WHAT THIS TASK INVOLVES: Write out, unaltered, each line from the top of the records below down to the line where "pub fn closed_port()" appears, that line included.

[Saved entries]
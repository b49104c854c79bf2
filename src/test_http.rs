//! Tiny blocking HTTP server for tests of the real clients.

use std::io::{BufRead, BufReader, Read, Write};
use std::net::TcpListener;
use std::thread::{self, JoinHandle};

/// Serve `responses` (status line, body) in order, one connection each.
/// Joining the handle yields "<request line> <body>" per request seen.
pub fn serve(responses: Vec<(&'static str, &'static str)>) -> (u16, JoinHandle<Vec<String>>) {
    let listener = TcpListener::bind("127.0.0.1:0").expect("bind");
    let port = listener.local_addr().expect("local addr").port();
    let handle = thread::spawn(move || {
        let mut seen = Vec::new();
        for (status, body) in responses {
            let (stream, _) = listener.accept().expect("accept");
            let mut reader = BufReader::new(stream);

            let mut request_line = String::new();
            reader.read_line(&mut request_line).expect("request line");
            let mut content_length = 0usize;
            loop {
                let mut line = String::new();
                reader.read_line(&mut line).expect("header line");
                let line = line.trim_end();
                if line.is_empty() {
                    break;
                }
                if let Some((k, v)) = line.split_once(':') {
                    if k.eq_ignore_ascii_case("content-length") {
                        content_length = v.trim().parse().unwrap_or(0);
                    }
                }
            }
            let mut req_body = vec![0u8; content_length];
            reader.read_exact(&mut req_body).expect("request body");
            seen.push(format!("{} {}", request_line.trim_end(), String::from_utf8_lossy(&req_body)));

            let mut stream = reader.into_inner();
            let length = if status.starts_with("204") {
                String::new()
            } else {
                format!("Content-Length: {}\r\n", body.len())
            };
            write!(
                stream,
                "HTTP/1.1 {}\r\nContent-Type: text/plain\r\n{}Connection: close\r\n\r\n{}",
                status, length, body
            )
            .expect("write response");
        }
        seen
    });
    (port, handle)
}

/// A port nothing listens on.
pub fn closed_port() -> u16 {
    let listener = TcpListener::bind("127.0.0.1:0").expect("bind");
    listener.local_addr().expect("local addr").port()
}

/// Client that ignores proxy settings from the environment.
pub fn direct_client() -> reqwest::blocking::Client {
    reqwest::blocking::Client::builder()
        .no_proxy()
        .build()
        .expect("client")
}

EXPECTED OUTPUT:
repository b49104c854c79bf2
filename src/test_http.rs
//! Tiny blocking HTTP server for tests of the real clients.

use std::io::{BufRead, BufReader, Read, Write};
use std::net::TcpListener;
use std::thread::{self, JoinHandle};

/// Serve `responses` (status line, body) in order, one connection each.
/// Joining the handle yields "<request line> <body>" per request seen.
pub fn serve(responses: Vec<(&'static str, &'static str)>) -> (u16, JoinHandle<Vec<String>>) {
    let listener = TcpListener::bind("127.0.0.1:0").expect("bind");
    let port = listener.local_addr().expect("local addr").port();
    let handle = thread::spawn(move || {
        let mut seen = Vec::new();
        for (status, body) in responses {
            let (stream, _) = listener.accept().expect("accept");
            let mut reader = BufReader::new(stream);

            let mut request_line = String::new();
            reader.read_line(&mut request_line).expect("request line");
            let mut content_length = 0usize;
            loop {
                let mut line = String::new();
                reader.read_line(&mut line).expect("header line");
                let line = line.trim_end();
                if line.is_empty() {
                    break;
                }
                if let Some((k, v)) = line.split_once(':') {
                    if k.eq_ignore_ascii_case("content-length") {
                        content_length = v.trim().parse().unwrap_or(0);
                    }
                }
            }
            let mut req_body = vec![0u8; content_length];
            reader.read_exact(&mut req_body).expect("request body");
            seen.push(format!("{} {}", request_line.trim_end(), String::from_utf8_lossy(&req_body)));

            let mut stream = reader.into_inner();
            let length = if status.starts_with("204") {
                String::new()
            } else {
                format!("Content-Length: {}\r\n", body.len())
            };
            write!(
                stream,
                "HTTP/1.1 {}\r\nContent-Type: text/plain\r\n{}Connection: close\r\n\r\n{}",
                status, length, body
            )
            .expect("write response");
        }
        seen
    });
    (port, handle)
}

/// A port nothing listens on.
pub fn closed_port() -> u16 {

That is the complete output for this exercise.